Oggi che giorno è?

Oggi che giorno è?
Una frase che di solito si dice in settimana e raramente nei week end…

CONSIDERAZIONI: non ne ho idea, ogni giorno, 7 su 7, è scandito da appuntamenti precisi ed inderogabili del vicinato, l’Horror Condominio.

Ore 7,55: inizio dei mestieri, bisogna pulire tutto anche sotto al colossale armadio in ghisa spostandolo e rimettendolo a posto facendo cadere le anfore romane in ordine di imperatore.

Ore 9: si inizia a lavorare e fino alle 13 ci sono intervalli di corse di cavalli nei corridoi del piano di sopra, a volte qualcuno si azzoppa e iniziano i nitriti prima della soppressione che puntualmente non avviene perché il giorno dopo conto gli stessi zoccoli infernali gareggiare.

Il pomeriggio scorre abbastanza tranquillo fino alle ore 18:02 precise dove iniziano gli esercizi di zumba per tenersi in forma.

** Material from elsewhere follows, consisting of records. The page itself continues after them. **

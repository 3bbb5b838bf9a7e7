use std::time::Duration;

use async_trait::async_trait;
use reqwest::Client;
use serde::Deserialize;
use serde_json::json;

use super::{
    Generation, GenerationRequest, LlmClient, LlmClientError, OutputMode, build_http_client,
    map_error_status, map_send_error,
};

/// Client for OpenAI-compatible `/v1/chat/completions` endpoints.
pub struct OpenAiClient {
    http: Client,
    base_url: String,
    api_key: String,
    model: String,
    mode: OutputMode,
}

impl OpenAiClient {
    /// Build a client targeting `base_url` with a fixed model and output mode.
    pub fn new(
        base_url: String,
        api_key: String,
        model: String,
        mode: OutputMode,
        timeout: Duration,
    ) -> Result<Self, LlmClientError> {
        Ok(Self {
            http: build_http_client(timeout)?,
            base_url,
            api_key,
            model,
            mode,
        })
    }

    fn endpoint(&self) -> String {
        format!("{}/v1/chat/completions", self.base_url.trim_end_matches('/'))
    }
}

#[derive(Debug, Deserialize)]
struct ChatCompletion {
    #[serde(default)]
    model: Option<String>,
    choices: Vec<ChatChoice>,
}

#[derive(Debug, Deserialize)]
struct ChatChoice {
    message: ChatMessage,
}

#[derive(Debug, Deserialize)]
struct ChatMessage {
    #[serde(default)]
    content: Option<String>,
}

#[async_trait]
impl LlmClient for OpenAiClient {
    fn provider_name(&self) -> &str {
        "openai"
    }

    fn model_name(&self) -> &str {
        &self.model
    }

    fn output_mode(&self) -> OutputMode {
        self.mode
    }

    async fn generate(&self, request: GenerationRequest) -> Result<Generation, LlmClientError> {
        let mut payload = json!({
            "model": self.model,
            "temperature": request.temperature,
            "messages": [
                { "role": "system", "content": request.system_prompt },
                { "role": "user", "content": request.user_prompt },
            ],
        });
        if let (OutputMode::Schema, Some(schema)) = (self.mode, request.response_schema) {
            payload["response_format"] = json!({
                "type": "json_schema",
                "json_schema": { "name": "response", "schema": schema },
            });
        }

        let endpoint = self.endpoint();
        tracing::debug!(
            model = %self.model,
            endpoint = %endpoint,
            "Sending chat completion request"
        );
        let response = self
            .http
            .post(&endpoint)
            .bearer_auth(&self.api_key)
            .json(&payload)
            .send()
            .await
            .map_err(|error| map_send_error("OpenAI", &self.base_url, error))?;

        let status = response.status();
        if !status.is_success() {
            let body = response.text().await.unwrap_or_default();
            return Err(map_error_status("OpenAI", status, body));
        }

        let body: ChatCompletion = response.json().await.map_err(|error| {
            LlmClientError::InvalidResponse(format!("failed to decode chat completion: {error}"))
        })?;

        let text = body
            .choices
            .into_iter()
            .next()
            .and_then(|choice| choice.message.content)
            .ok_or_else(|| {
                LlmClientError::InvalidResponse("chat completion contained no content".into())
            })?;

        Ok(Generation {
            text: text.trim().to_string(),
            model: body.model.unwrap_or_else(|| self.model.clone()),
        })
    }
}

#[cfg(test)]
mod tests {
    use super::*;
    use httpmock::{Method::POST, MockServer};

    fn client(server: &MockServer) -> OpenAiClient {
        OpenAiClient::new(
            server.base_url(),
            "sk-test".into(),
            "gpt-4o-mini".into(),
            OutputMode::Schema,
            Duration::from_secs(5),
        )
        .expect("client")
    }

    fn request() -> GenerationRequest {
        GenerationRequest {
            system_prompt: "Be brief.".into(),
            user_prompt: "Summarize".into(),
            response_schema: Some(json!({ "type": "object" })),
            temperature: 0.0,
        }
    }

    #[tokio::test]
    async fn returns_first_choice_content() {
        let server = MockServer::start_async().await;
        let mock = server
            .mock_async(|when, then| {
                when.method(POST)
                    .path("/v1/chat/completions")
                    .header("authorization", "Bearer sk-test")
                    .json_body_partial(
                        r#"{ "response_format": { "type": "json_schema" } }"#,
                    );
                then.status(200).json_body(json!({
                    "model": "gpt-4o-mini-2024-07-18",
                    "choices": [
                        { "message": { "role": "assistant", "content": "{\"summary\":\"ok\"}" } }
                    ]
                }));
            })
            .await;

        let generation = client(&server).generate(request()).await.expect("generation");

        mock.assert_async().await;
        assert_eq!(generation.text, "{\"summary\":\"ok\"}");
        assert_eq!(generation.model, "gpt-4o-mini-2024-07-18");
    }

    #[tokio::test]
    async fn rate_limit_is_reported() {
        let server = MockServer::start_async().await;
        server
            .mock_async(|when, then| {
                when.method(POST).path("/v1/chat/completions");
                then.status(429).body("quota exceeded");
            })
            .await;

        let error = client(&server)
            .generate(request())
            .await
            .expect_err("rate limited");

        assert!(matches!(error, LlmClientError::RateLimited(_)));
    }

    #[tokio::test]
    async fn empty_choices_are_invalid() {
        let server = MockServer::start_async().await;
        server
            .mock_async(|when, then| {
                when.method(POST).path("/v1/chat/completions");
                then.status(200).json_body(json!({ "choices": [] }));
            })
            .await;

        let error = client(&server)
            .generate(request())
            .await
            .expect_err("no content");

        assert!(matches!(error, LlmClientError::InvalidResponse(_)));
    }
}
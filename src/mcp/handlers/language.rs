//! Handler for the `detect_language` tool.

use std::sync::Arc;

use crate::processing::ProcessingService;
use rmcp::{
    ErrorData as McpError,
    model::{CallToolResult, JsonObject},
};
use serde::Deserialize;
use serde_json::json;

use super::parse_arguments;

#[derive(Debug, Deserialize)]
#[serde(deny_unknown_fields)]
struct DetectLanguageRequest {
    text: String,
}

/// Handle `detect_language`; blank text reports an unknown language.
pub(crate) async fn handle_detect_language(
    processing: &Arc<ProcessingService>,
    arguments: Option<JsonObject>,
) -> Result<CallToolResult, McpError> {
    let args: DetectLanguageRequest = parse_arguments(arguments)?;
    let detection = processing.detect_language(&args.text);
    Ok(CallToolResult::structured(json!({
        "language": detection.language,
        "confidence": detection.confidence,
    })))
}
//! HTTP endpoint handlers.

use std::sync::Arc;

use axum::{Json, extract::State, http::StatusCode};
use survivors_shared::time::timestamp_to_rfc3339;

use crate::{
    infrastructure::dto::http::{HealthDto, ServiceInfoDto},
    ui::state::AppState,
};

/// Health check endpoint
pub async fn health_check(State(state): State<Arc<AppState>>) -> Json<HealthDto> {
    let snapshots = state.registry.list_active().await;
    let now = state.clock.now_millis();
    let uptime_secs = u64::try_from((now - state.started_at) / 1000).unwrap_or(0);

    // Domain Model から DTO への変換
    Json(HealthDto::from_snapshots(
        &snapshots,
        timestamp_to_rfc3339(now, state.offset),
        uptime_secs,
    ))
}

/// Service description served at `/`.
pub async fn service_info() -> Json<ServiceInfoDto> {
    Json(ServiceInfoDto::default())
}

pub async fn not_found() -> (StatusCode, Json<serde_json::Value>) {
    (
        StatusCode::NOT_FOUND,
        Json(serde_json::json!({"error": "not found"})),
    )
}
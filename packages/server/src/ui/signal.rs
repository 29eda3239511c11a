//! Process signal handling.

/// Resolve on Ctrl+C or, on Unix, SIGTERM.
pub async fn shutdown_signal() {
    let ctrl_c = async {
        if let Err(e) = tokio::signal::ctrl_c().await {
            tracing::error!("Failed to listen for Ctrl+C: {}", e);
            std::future::pending::<()>().await;
        }
    };

    #[cfg(unix)]
    let terminate = async {
        match tokio::signal::unix::signal(tokio::signal::unix::SignalKind::terminate()) {
            Ok(mut sigterm) => {
                sigterm.recv().await;
            }
            Err(e) => {
                tracing::error!("Failed to install SIGTERM handler: {}", e);
                std::future::pending::<()>().await;
            }
        }
    };

    #[cfg(not(unix))]
    let terminate = std::future::pending::<()>();

    tokio::select! {
        _ = ctrl_c => tracing::info!("Received Ctrl+C, shutting down"),
        _ = terminate => tracing::info!("Received SIGTERM, shutting down"),
    }
}
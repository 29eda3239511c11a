//! UseCase: ステータス・売買系アクションのゲームへの転送
//!
//! `str, agi, vit, luc, equip, buy, sell, shop` を (user, display_name, action, data)
//! としてゲームに転送する。`shop` は送信元をそのユーザーの extension 接続として
//! 登録し直し、ゲームからの後続のショップ情報が届くようにする。

use std::sync::Arc;

use serde_json::Value;

use crate::domain::{Action, BusError, Connection, ConnectionRegistry, UserId};

use super::{display_name::DisplayNameResolver, message_bus::MessageBus};

#[derive(Debug, Clone, PartialEq, Eq)]
pub enum ForwardOutcome {
    Forwarded,
    /// Not one of the game actions.
    Rejected,
}

/// アクション転送のユースケース
pub struct ForwardActionUseCase {
    registry: Arc<dyn ConnectionRegistry>,
    bus: Arc<MessageBus>,
    resolver: Arc<DisplayNameResolver>,
}

impl ForwardActionUseCase {
    pub fn new(
        registry: Arc<dyn ConnectionRegistry>,
        bus: Arc<MessageBus>,
        resolver: Arc<DisplayNameResolver>,
    ) -> Self {
        Self {
            registry,
            bus,
            resolver,
        }
    }

    pub async fn execute(
        &self,
        connection: &Arc<Connection>,
        user_id: &UserId,
        action: Action,
        display_name: Option<&str>,
        data: Option<Value>,
    ) -> Result<ForwardOutcome, BusError> {
        if !action.is_game_action() {
            tracing::warn!(user_id = %user_id, action = %action, "Action is not forwardable");
            return Ok(ForwardOutcome::Rejected);
        }

        if action == Action::Shop {
            self.registry
                .register_extension(user_id.clone(), Arc::clone(connection))
                .await;
        }

        let display_name = self.resolver.remember(user_id, display_name).await;
        let delivered = self
            .bus
            .send_to_game(user_id, display_name.as_deref(), action.as_str(), data)
            .await?;
        if delivered {
            tracing::info!(user_id = %user_id, action = %action, "Action forwarded to game");
        } else {
            tracing::warn!(user_id = %user_id, action = %action, "Action dropped, no game connected");
        }
        Ok(ForwardOutcome::Forwarded)
    }
}
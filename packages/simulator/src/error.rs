//! Error types for the simulators.

use thiserror::Error;

#[derive(Debug, Error)]
pub enum SimulatorError {
    /// Could not reach the relay, or the socket broke.
    #[error("Connection error: {0}")]
    Connection(String),

    #[error("Failed to sign token: {0}")]
    Token(String),

    /// A typed command could not be understood.
    #[error("Invalid command: {0}")]
    InvalidCommand(String),
}

impl From<tokio_tungstenite::tungstenite::Error> for SimulatorError {
    fn from(e: tokio_tungstenite::tungstenite::Error) -> Self {
        Self::Connection(e.to_string())
    }
}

All’aumentare della difficoltà dell’esercizio aumenta il volume della comunicazione dei partecipanti (due) e i talloni picchiano sul pavimento poderosamente. Il risultato è una voce femminile acuta che urla ad un operaio con il martello pneumatico che non sente. Fortunatamente la tenuta atletica non consente il superamento della soglia dei 7 minuti di esercizio ma tanto basta per farmi spolverare casa con le palle.

Alle ore 18:30 inizia medley di musica italiana con karaoke intervallato da frasi come “ALEXA ALZA IL VOLUME!” e si alza anche il volume del mio Alexa.
A questo punto la situazione si trasforma in “oltraggio e difesa” lanciando la potenza di fuoco di SkyTG24 e la squadriglia CONTE/FONTANA/BORRELLI/LOCATELLI a livelli di finale mondiale 2006.

Superato il tragico momento dei flashmob, dopo solo 16 ore di quarantena, la nuova moda è la videocall con amico/parente che scatta dopo cena. Naturalmente il concetto atavico della lontananza porta ad alzare la voce per farsi sentire da più distanti, il cellulare è distante 21,3 cm.
Il risultato è un insieme cacofonico di persone che urlano rispondendo a domande che non senti e facendo domande senza sentire risposta.
Tutti alla stessa ora si mettono a fare le videocall.
Sto ancora cercando di capire se il cognato del vicino di casa è riuscito a fare la spesa.

La serata passa velocemente perché soffre della sindrome dello Tsunami.
Piano piano i rumori si attenuano fino a quasi scomparire verso le 00:30 per poi arrivare ad onda sonora di 15 metri a devastare la tranquilla spiaggia della serenità.
Negli anni sono giunto alla conclusione che al piano di sopra esista un poltergeist. Non mi spiego perché una persona viva abbia un motivo per spostare ogni oggetto che poggi sul pavimento di notte.

La chiusura delle attività avviene alle 1:34 di notte con la decisione del poltergeist di andare finalmente a letto, solo che lo fa passando per un impervio ponte a scale di metallo scricchiolante che divide la mia sanità mentale dal rischio di finire in cronaca.

Alle ore 7:55 si ricomincia da capo.